[Start of section]

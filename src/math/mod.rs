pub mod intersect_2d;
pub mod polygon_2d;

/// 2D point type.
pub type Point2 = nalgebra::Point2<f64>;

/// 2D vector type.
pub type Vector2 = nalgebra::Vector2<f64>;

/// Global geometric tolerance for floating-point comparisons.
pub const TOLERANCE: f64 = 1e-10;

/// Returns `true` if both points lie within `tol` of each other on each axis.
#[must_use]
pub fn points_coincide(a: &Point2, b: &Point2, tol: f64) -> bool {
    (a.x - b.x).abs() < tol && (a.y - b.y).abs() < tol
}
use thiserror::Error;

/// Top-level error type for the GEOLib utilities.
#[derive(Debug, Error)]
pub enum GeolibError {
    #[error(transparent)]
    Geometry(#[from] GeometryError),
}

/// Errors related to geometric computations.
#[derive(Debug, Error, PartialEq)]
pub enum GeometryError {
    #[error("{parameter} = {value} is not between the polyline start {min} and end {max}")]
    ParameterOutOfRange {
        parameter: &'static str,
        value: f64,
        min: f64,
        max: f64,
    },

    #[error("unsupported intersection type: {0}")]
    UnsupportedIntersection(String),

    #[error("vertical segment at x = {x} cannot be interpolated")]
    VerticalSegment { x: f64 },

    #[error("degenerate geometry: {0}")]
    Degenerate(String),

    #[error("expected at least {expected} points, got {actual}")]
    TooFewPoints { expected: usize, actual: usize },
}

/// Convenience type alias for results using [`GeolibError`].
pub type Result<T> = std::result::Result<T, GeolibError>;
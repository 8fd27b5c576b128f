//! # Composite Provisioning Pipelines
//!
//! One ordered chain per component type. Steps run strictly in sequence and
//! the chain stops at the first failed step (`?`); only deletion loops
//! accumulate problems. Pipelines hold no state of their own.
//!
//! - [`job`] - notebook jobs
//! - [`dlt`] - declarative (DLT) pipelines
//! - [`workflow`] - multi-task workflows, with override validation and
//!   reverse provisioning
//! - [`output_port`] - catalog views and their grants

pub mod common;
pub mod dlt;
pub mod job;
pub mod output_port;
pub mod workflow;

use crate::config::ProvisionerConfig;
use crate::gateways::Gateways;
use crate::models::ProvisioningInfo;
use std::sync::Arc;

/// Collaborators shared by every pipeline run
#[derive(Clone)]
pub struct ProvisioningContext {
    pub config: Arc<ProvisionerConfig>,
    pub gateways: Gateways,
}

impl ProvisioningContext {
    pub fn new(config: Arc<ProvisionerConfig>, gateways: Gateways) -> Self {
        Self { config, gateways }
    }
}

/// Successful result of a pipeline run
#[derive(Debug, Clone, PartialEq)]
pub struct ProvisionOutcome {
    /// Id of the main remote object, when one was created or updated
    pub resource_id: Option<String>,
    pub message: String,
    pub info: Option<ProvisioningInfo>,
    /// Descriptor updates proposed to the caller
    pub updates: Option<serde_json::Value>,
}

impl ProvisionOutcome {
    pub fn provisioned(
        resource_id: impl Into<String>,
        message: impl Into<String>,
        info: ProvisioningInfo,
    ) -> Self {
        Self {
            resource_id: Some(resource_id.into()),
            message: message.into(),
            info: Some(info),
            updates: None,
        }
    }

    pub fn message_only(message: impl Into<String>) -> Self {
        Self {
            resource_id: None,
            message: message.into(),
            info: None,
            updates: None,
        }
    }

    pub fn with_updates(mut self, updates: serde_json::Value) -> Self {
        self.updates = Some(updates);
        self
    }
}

[End of section]
[Start of section]

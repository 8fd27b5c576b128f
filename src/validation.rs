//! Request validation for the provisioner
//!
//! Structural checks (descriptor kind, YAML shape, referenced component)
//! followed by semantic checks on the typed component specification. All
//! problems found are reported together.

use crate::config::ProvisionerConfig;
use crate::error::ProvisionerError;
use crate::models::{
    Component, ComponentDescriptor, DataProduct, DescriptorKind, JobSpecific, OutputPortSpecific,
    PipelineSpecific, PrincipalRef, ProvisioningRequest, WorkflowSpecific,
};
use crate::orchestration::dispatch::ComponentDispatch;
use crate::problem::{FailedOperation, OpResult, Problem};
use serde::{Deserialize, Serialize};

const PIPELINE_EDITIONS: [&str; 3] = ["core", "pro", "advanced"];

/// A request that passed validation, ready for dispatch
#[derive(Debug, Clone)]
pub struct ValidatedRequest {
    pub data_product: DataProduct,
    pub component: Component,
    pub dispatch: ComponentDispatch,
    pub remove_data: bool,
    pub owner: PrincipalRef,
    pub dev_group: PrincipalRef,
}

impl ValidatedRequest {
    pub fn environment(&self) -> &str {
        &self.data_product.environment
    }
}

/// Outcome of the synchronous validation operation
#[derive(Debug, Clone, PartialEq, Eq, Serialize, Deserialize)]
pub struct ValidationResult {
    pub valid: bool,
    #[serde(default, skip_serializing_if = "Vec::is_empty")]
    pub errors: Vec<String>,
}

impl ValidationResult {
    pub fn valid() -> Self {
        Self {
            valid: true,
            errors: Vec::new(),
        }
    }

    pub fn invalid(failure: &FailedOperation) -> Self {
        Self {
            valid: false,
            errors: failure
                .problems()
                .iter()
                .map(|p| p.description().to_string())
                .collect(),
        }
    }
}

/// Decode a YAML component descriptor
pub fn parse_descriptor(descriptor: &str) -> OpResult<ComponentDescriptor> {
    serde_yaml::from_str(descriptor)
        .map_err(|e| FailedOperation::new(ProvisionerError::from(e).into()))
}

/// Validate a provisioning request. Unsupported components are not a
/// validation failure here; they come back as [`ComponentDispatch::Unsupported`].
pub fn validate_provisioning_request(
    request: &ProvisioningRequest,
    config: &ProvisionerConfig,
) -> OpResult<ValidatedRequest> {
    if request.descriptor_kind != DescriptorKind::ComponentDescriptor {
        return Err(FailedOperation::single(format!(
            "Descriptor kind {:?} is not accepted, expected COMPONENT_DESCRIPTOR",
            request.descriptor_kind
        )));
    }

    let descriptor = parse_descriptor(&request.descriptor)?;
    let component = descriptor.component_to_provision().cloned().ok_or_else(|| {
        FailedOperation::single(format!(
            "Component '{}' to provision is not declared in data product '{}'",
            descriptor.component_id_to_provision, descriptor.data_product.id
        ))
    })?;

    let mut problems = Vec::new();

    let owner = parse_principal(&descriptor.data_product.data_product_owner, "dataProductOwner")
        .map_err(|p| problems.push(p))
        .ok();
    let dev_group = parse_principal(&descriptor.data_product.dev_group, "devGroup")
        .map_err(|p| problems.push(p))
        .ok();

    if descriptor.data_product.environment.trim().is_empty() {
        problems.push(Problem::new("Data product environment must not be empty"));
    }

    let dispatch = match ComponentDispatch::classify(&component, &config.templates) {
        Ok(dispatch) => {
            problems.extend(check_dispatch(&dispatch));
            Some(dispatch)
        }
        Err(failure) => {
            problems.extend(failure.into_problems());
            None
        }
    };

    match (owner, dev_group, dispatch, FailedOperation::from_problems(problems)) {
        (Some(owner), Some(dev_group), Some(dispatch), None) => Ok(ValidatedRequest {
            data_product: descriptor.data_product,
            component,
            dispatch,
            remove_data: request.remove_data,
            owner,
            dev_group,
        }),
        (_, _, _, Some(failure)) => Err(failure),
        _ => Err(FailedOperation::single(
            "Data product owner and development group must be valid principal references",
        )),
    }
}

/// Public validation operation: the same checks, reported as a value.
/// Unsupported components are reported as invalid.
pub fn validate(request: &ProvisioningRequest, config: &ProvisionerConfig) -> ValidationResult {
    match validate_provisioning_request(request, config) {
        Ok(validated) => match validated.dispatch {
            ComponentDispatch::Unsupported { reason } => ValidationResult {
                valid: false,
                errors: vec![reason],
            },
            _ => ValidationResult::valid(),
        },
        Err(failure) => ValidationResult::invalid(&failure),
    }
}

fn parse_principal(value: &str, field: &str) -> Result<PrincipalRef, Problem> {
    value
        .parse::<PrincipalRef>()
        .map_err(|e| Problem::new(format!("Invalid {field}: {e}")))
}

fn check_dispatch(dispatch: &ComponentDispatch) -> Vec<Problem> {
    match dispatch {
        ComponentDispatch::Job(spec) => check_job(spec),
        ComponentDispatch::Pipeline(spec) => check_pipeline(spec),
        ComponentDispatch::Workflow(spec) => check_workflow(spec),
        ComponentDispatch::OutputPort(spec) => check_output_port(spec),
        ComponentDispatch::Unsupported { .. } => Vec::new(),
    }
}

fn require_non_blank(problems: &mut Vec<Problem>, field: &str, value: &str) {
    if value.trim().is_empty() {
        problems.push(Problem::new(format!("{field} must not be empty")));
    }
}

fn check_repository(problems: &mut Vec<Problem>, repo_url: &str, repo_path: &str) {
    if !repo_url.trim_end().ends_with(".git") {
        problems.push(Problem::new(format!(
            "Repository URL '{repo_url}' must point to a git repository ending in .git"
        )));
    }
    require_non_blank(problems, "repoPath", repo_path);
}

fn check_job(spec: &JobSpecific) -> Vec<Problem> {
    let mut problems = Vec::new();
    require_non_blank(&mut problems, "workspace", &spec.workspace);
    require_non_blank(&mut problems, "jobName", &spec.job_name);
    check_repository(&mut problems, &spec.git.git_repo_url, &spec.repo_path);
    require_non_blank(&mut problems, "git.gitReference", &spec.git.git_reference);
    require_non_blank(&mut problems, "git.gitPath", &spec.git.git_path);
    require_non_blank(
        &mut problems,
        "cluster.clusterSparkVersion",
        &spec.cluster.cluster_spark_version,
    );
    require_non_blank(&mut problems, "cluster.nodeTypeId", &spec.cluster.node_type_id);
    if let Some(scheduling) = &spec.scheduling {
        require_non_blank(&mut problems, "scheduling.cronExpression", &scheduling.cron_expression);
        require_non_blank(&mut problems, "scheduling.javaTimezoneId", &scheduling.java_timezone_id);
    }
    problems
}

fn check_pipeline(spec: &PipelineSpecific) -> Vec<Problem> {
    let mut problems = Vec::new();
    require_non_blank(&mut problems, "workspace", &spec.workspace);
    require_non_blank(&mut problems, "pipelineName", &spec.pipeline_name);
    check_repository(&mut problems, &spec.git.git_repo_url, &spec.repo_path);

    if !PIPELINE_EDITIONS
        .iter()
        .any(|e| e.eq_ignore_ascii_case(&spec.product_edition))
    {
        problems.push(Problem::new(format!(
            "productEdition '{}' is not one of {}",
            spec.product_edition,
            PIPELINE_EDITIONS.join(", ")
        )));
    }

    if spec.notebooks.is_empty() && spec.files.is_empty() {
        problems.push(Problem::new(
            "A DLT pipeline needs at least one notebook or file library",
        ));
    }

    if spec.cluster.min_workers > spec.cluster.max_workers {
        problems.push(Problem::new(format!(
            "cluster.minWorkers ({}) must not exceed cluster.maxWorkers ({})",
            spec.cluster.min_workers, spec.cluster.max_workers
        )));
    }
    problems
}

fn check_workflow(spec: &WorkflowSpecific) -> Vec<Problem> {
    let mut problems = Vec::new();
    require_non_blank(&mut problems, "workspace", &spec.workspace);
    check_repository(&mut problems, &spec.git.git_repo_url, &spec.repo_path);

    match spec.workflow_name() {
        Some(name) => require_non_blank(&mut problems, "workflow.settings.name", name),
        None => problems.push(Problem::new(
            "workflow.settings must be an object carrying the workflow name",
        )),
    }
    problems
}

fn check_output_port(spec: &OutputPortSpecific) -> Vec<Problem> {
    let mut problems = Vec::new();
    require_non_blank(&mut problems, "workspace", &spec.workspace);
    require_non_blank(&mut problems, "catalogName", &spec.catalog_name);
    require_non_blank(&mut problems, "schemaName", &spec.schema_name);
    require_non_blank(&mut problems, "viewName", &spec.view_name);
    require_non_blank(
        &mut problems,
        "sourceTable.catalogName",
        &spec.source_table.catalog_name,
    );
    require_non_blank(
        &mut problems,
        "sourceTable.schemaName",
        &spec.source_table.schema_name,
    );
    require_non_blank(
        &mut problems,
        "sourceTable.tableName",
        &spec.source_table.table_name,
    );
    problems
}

[End of section]

• **Task to complete**: Track down every line in the entries that includes the string "settings", and copy it.

• **The answer**:
        Some(name) => require_non_blank(&mut problems, "workflow.settings.name", name),
            "workflow.settings must be an object carrying the workflow name",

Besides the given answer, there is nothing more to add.